▶ Records for the exercise:
// Property-based tests for installment generation: month rollover never
// skips or duplicates a month, due days clamp to short months, and the
// schedule carries the case amounts unchanged.

use chrono::{Datelike, NaiveDate};
use proptest::prelude::*;
use rust_decimal::Decimal;
use rust_decimal_macros::dec;
use uuid::Uuid;

use clinicore::ortho::models::{CaseStatus, OrthoCase};
use clinicore::ortho::InstallmentGenerator;

fn case(
    down_payment: Decimal,
    monthly_amount: Option<Decimal>,
    due_day: Option<i32>,
    total_months: Option<i32>,
    start_date: NaiveDate,
) -> OrthoCase {
    let now = chrono::Utc::now().naive_utc();
    OrthoCase {
        id: Uuid::new_v4(),
        clinic_id: Uuid::new_v4(),
        patient_id: Uuid::new_v4(),
        total_amount: dec!(6000.00),
        down_payment,
        monthly_amount,
        due_day,
        total_months,
        start_date,
        status: CaseStatus::Ativo,
        created_at: now,
        updated_at: now,
    }
}

fn today() -> NaiveDate {
    NaiveDate::from_ymd_opt(2024, 1, 15).unwrap()
}

/// Leap-year fixture: 12 months from 2024-01-31 with due day 31
/// clamps to 2024-02-29 and 2024-04-30 and never skips a month
#[test]
fn test_january_31_due_day_31_leap_year() {
    let start = NaiveDate::from_ymd_opt(2024, 1, 31).unwrap();
    let plan = case(dec!(0), Some(dec!(500.00)), Some(31), Some(12), start);

    let titles = InstallmentGenerator::generate(&plan, today()).unwrap();

    assert_eq!(titles.len(), 12);

    let due_dates: Vec<NaiveDate> = titles.iter().map(|t| t.due_date).collect();
    assert_eq!(due_dates[1], NaiveDate::from_ymd_opt(2024, 2, 29).unwrap());
    assert_eq!(due_dates[3], NaiveDate::from_ymd_opt(2024, 4, 30).unwrap());

    // months 1..=12 of 2024, each exactly once
    for (i, due) in due_dates.iter().enumerate() {
        assert_eq!(due.year(), 2024);
        assert_eq!(due.month(), i as u32 + 1);
    }
}

/// Non-leap February clamps to the 28th
#[test]
fn test_non_leap_february_clamps_to_28() {
    let start = NaiveDate::from_ymd_opt(2025, 1, 30).unwrap();
    let plan = case(dec!(0), Some(dec!(500.00)), Some(30), Some(3), start);

    let titles = InstallmentGenerator::generate(&plan, today()).unwrap();
    assert_eq!(titles[1].due_date, NaiveDate::from_ymd_opt(2025, 2, 28).unwrap());
    assert_eq!(titles[2].due_date, NaiveDate::from_ymd_opt(2025, 3, 30).unwrap());
}

/// Down payment becomes title 0 due today, ahead of the monthly titles
#[test]
fn test_down_payment_title() {
    let start = NaiveDate::from_ymd_opt(2024, 6, 1).unwrap();
    let plan = case(dec!(800.00), Some(dec!(400.00)), Some(10), Some(10), start);

    let titles = InstallmentGenerator::generate(&plan, today()).unwrap();

    assert_eq!(titles.len(), 11);
    assert_eq!(titles[0].installment_number, 0);
    assert_eq!(titles[0].amount, dec!(800.00));
    assert_eq!(titles[0].due_date, today());
    assert_eq!(titles[1].installment_number, 1);
}

/// Missing configuration is rejected before anything is produced
#[test]
fn test_missing_fields_rejected() {
    let start = NaiveDate::from_ymd_opt(2024, 6, 1).unwrap();

    let no_amount = case(dec!(0), None, Some(10), Some(10), start);
    assert!(InstallmentGenerator::generate(&no_amount, today()).is_err());

    let no_months = case(dec!(0), Some(dec!(400.00)), Some(10), None, start);
    assert!(InstallmentGenerator::generate(&no_months, today()).is_err());
}

proptest! {
    /// Property: one title per month (plus optional down payment), amounts
    /// carried through unchanged
    #[test]
    fn prop_title_count_and_amounts(
        year in 2020i32..2030i32,
        month in 1u32..=12u32,
        start_day in 1u32..=28u32,
        months in 1i32..=36i32,
        cents in 10_000i64..1_000_000i64,
        with_down_payment in any::<bool>(),
    ) {
        let monthly = Decimal::new(cents, 2);
        let down = if with_down_payment { dec!(250.00) } else { dec!(0) };
        let start = NaiveDate::from_ymd_opt(year, month, start_day).unwrap();

        let plan = case(down, Some(monthly), Some(10), Some(months), start);
        let titles = InstallmentGenerator::generate(&plan, today()).unwrap();

        let expected = months as usize + usize::from(with_down_payment);
        prop_assert_eq!(titles.len(), expected);

        for title in titles.iter().filter(|t| t.installment_number > 0) {
            prop_assert_eq!(title.amount, monthly);
            prop_assert_eq!(title.balance, monthly);
            prop_assert_eq!(title.total_installments, months);
        }
    }

    /// Property: consecutive monthly due dates advance exactly one month,
    /// across year boundaries
    #[test]
    fn prop_months_consecutive(
        year in 2020i32..2030i32,
        month in 1u32..=12u32,
        due_day in 1i32..=31i32,
        months in 2i32..=30i32,
    ) {
        let start = NaiveDate::from_ymd_opt(year, month, 1).unwrap();
        let plan = case(dec!(0), Some(dec!(500.00)), Some(due_day), Some(months), start);

        let titles = InstallmentGenerator::generate(&plan, today()).unwrap();

        for pair in titles.windows(2) {
            let a = pair[0].due_date;
            let b = pair[1].due_date;
            let a_index = a.year() * 12 + a.month0() as i32;
            let b_index = b.year() * 12 + b.month0() as i32;
            prop_assert_eq!(b_index - a_index, 1, "months {} -> {} not consecutive", a, b);
        }
    }

    /// Property: the due day never exceeds the requested day and only
    /// shrinks when the month is too short
    #[test]
    fn prop_due_day_clamped(
        year in 2020i32..2030i32,
        month in 1u32..=12u32,
        due_day in 1i32..=31i32,
        months in 1i32..=24i32,
    ) {
        let start = NaiveDate::from_ymd_opt(year, month, 1).unwrap();
        let plan = case(dec!(0), Some(dec!(500.00)), Some(due_day), Some(months), start);

        let titles = InstallmentGenerator::generate(&plan, today()).unwrap();

        for title in &titles {
            prop_assert!(title.due_date.day() <= due_day as u32);
            if title.due_date.day() < due_day as u32 {
                // clamped: the next day would leave the month
                prop_assert!(title.due_date.succ_opt().unwrap().month() != title.due_date.month());
            }
        }
    }
}
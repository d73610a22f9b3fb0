use chrono::{Datelike, NaiveDate};
use rust_decimal::Decimal;
use tracing::info;

use crate::core::{AppError, Result};
use crate::modules::ortho::models::{OrthoCase, ReceivableTitle};

/// Day of month installments fall due when the case does not configure one
pub const DEFAULT_DUE_DAY: u32 = 10;

/// Builder for the receivable-title schedule of an orthodontic case.
///
/// Pure date and money arithmetic; persistence and the write-once guard live
/// in the service/repository layer.
pub struct InstallmentGenerator;

impl InstallmentGenerator {
    /// Generate the full title schedule for a case.
    ///
    /// A positive down payment produces title number 0 due `today`; monthly
    /// installments 1..=total_months fall due on the case's due day, clamped
    /// to the last valid day of each target month. Month arithmetic
    /// normalizes across year boundaries so no month is skipped or
    /// duplicated.
    ///
    /// # Errors
    /// `Validation` when `monthly_amount` or `total_months` is absent or not
    /// positive.
    pub fn generate(case: &OrthoCase, today: NaiveDate) -> Result<Vec<ReceivableTitle>> {
        let monthly_amount = case
            .monthly_amount
            .filter(|amount| *amount > Decimal::ZERO)
            .ok_or_else(|| {
                AppError::validation("Case has no monthly amount configured")
            })?;

        let total_months = match case.total_months {
            Some(months) if months > 0 => months as u32,
            _ => {
                return Err(AppError::validation(
                    "Case has no installment count configured",
                ))
            }
        };

        let due_day = match case.due_day {
            Some(day) if day >= 1 && day <= 31 => day as u32,
            Some(day) => {
                return Err(AppError::validation(format!(
                    "Due day must be between 1 and 31, got {}",
                    day
                )))
            }
            None => DEFAULT_DUE_DAY,
        };

        let mut titles = Vec::with_capacity(total_months as usize + 1);

        if case.down_payment > Decimal::ZERO {
            titles.push(ReceivableTitle::new(
                case.id,
                case.clinic_id,
                case.down_payment,
                today,
                0,
                total_months as i32,
            )?);
        }

        for i in 0..total_months {
            let due_date = due_date_for_month(case.start_date, i, due_day)?;
            titles.push(ReceivableTitle::new(
                case.id,
                case.clinic_id,
                monthly_amount,
                due_date,
                (i + 1) as i32,
                total_months as i32,
            )?);
        }

        info!(
            ortho_case_id = %case.id,
            titles = titles.len(),
            "Generated installment schedule"
        );

        Ok(titles)
    }
}

/// Due date for the installment `months_ahead` months after the case start.
///
/// Year is recomputed from the normalized month index, and the day clamps to
/// the last valid day of the target month (day 31 lands on Feb 28/29).
fn due_date_for_month(start: NaiveDate, months_ahead: u32, due_day: u32) -> Result<NaiveDate> {
    let month_index = start.month0() + months_ahead;
    let year = start.year() + (month_index / 12) as i32;
    let month = month_index % 12 + 1;

    let day = due_day.min(days_in_month(year, month));

    NaiveDate::from_ymd_opt(year, month, day).ok_or_else(|| {
        AppError::internal(format!(
            "Failed to build due date {}-{:02}-{:02}",
            year, month, day
        ))
    })
}

fn days_in_month(year: i32, month: u32) -> u32 {
    let (next_year, next_month) = if month == 12 {
        (year + 1, 1)
    } else {
        (year, month + 1)
    };

    NaiveDate::from_ymd_opt(next_year, next_month, 1)
        .and_then(|first| first.pred_opt())
        .map(|last| last.day())
        .unwrap_or(28)
}
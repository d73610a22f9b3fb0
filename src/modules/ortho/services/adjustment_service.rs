// Business logic for individual and bulk price adjustment.
//
// The new amount is either an explicit fixed value or the current stored
// amount raised by a percentage, rounded half-up to 2 decimals. Only future
// open titles change; paid and past-due titles are immutable history. Each
// case's re-price is transactional, but a bulk run is not atomic as a whole:
// a failure partway leaves earlier cases adjusted and later ones untouched.

use chrono::Utc;
use rust_decimal::Decimal;
use sqlx::PgPool;
use tracing::{info, warn};
use uuid::Uuid;

use crate::core::money::round_half_up;
use crate::core::{AppError, Result};
use crate::modules::ortho::models::AdjustmentLog;
use crate::modules::ortho::repositories::{AdjustmentRepository, CaseRepository};

/// Result of an adjustment call
#[derive(Debug, Clone)]
pub struct AdjustmentOutcome {
    pub cases_updated: i64,
    pub titles_updated: i64,
    /// Previous monthly amount (individual mode only)
    pub previous_amount: Option<Decimal>,
    /// New monthly amount (individual mode only)
    pub new_amount: Option<Decimal>,
}

/// Service for price-adjustment operations
pub struct AdjustmentService {
    case_repository: CaseRepository,
    adjustment_repository: AdjustmentRepository,
}

impl AdjustmentService {
    pub fn new(pool: PgPool) -> Self {
        Self {
            case_repository: CaseRepository::new(pool.clone()),
            adjustment_repository: AdjustmentRepository::new(pool),
        }
    }

    /// New monthly amount for a case.
    ///
    /// An explicit fixed value wins over a percentage; the percentage is
    /// multiplicative on the current stored amount. Result rounds half-up
    /// to 2 decimals.
    pub fn compute_new_amount(
        current: Decimal,
        percent: Option<Decimal>,
        fixed: Option<Decimal>,
    ) -> Result<Decimal> {
        if let Some(fixed) = fixed {
            if fixed <= Decimal::ZERO {
                return Err(AppError::validation("valor_fixo_novo must be positive"));
            }
            return Ok(round_half_up(fixed));
        }

        let percent = percent.ok_or_else(|| {
            AppError::validation(
                "Either percentual_reajuste or valor_fixo_novo is required",
            )
        })?;

        let factor = Decimal::ONE + percent / Decimal::from(100);
        let adjusted = round_half_up(current * factor);

        if adjusted <= Decimal::ZERO {
            return Err(AppError::validation(format!(
                "Adjustment of {}% on {} produces a non-positive amount",
                percent, current
            )));
        }

        Ok(adjusted)
    }

    /// Adjust one case and its future open titles.
    ///
    /// # Errors
    /// - `Validation` when neither percent nor fixed value is supplied, or
    ///   the case has no stored monthly amount
    /// - `NotFound` when the case does not exist
    pub async fn adjust_case(
        &self,
        ortho_case_id: Uuid,
        percent: Option<Decimal>,
        fixed: Option<Decimal>,
        adjusted_by: Uuid,
    ) -> Result<AdjustmentOutcome> {
        if percent.is_none() && fixed.is_none() {
            return Err(AppError::validation(
                "Either percentual_reajuste or valor_fixo_novo is required",
            ));
        }

        let case = self
            .case_repository
            .find_by_id(ortho_case_id)
            .await?
            .ok_or_else(|| AppError::not_found("Ortho case not found"))?;

        let current = case
            .monthly_amount
            .ok_or_else(|| AppError::validation("Case has no monthly amount configured"))?;

        let new_amount = Self::compute_new_amount(current, percent, fixed)?;
        let today = Utc::now().date_naive();

        let titles_updated = self
            .adjustment_repository
            .apply_case_adjustment(ortho_case_id, new_amount, today)
            .await?;

        let log = AdjustmentLog::individual(
            case.clinic_id,
            ortho_case_id,
            current,
            new_amount,
            percent,
            fixed,
            titles_updated,
            adjusted_by,
        );
        self.adjustment_repository.insert_log(&log).await?;

        info!(
            ortho_case_id = %ortho_case_id,
            previous_amount = %current,
            new_amount = %new_amount,
            titles_updated,
            "Case price adjusted"
        );

        Ok(AdjustmentOutcome {
            cases_updated: 1,
            titles_updated,
            previous_amount: Some(current),
            new_amount: Some(new_amount),
        })
    }

    /// Adjust every active case of a clinic, sequentially.
    ///
    /// Each case reads its latest persisted amount, so repeat runs compound
    /// only through what the store reflects. Cases without a stored monthly
    /// amount are skipped with a warning. Zero active cases is a success
    /// with zero counts. One audit row covers the whole batch.
    pub async fn adjust_clinic(
        &self,
        clinic_id: Uuid,
        percent: Option<Decimal>,
        fixed: Option<Decimal>,
        adjusted_by: Uuid,
    ) -> Result<AdjustmentOutcome> {
        if percent.is_none() && fixed.is_none() {
            return Err(AppError::validation(
                "Either percentual_reajuste or valor_fixo_novo is required",
            ));
        }

        let cases = self.case_repository.find_active_by_clinic(clinic_id).await?;
        let today = Utc::now().date_naive();

        let mut cases_updated = 0i64;
        let mut titles_updated = 0i64;

        for case in &cases {
            let current = match case.monthly_amount {
                Some(amount) => amount,
                None => {
                    warn!(
                        ortho_case_id = %case.id,
                        "Skipping case without monthly amount in bulk adjustment"
                    );
                    continue;
                }
            };

            let new_amount = Self::compute_new_amount(current, percent, fixed)?;
            let updated = self
                .adjustment_repository
                .apply_case_adjustment(case.id, new_amount, today)
                .await?;

            cases_updated += 1;
            titles_updated += updated;
        }

        let log = AdjustmentLog::bulk(
            clinic_id,
            percent,
            fixed,
            cases_updated,
            titles_updated,
            adjusted_by,
        );
        self.adjustment_repository.insert_log(&log).await?;

        info!(
            clinic_id = %clinic_id,
            cases_updated,
            titles_updated,
            "Bulk price adjustment completed"
        );

        Ok(AdjustmentOutcome {
            cases_updated,
            titles_updated,
            previous_amount: None,
            new_amount: None,
        })
    }
}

▶ Task item:
Filter the listing above for the string "value" and copy every matching line.

▶ Reply to the exercise:
// The new amount is either an explicit fixed value or the current stored
    /// An explicit fixed value wins over a percentage; the percentage is
    /// - `Validation` when neither percent nor fixed value is supplied, or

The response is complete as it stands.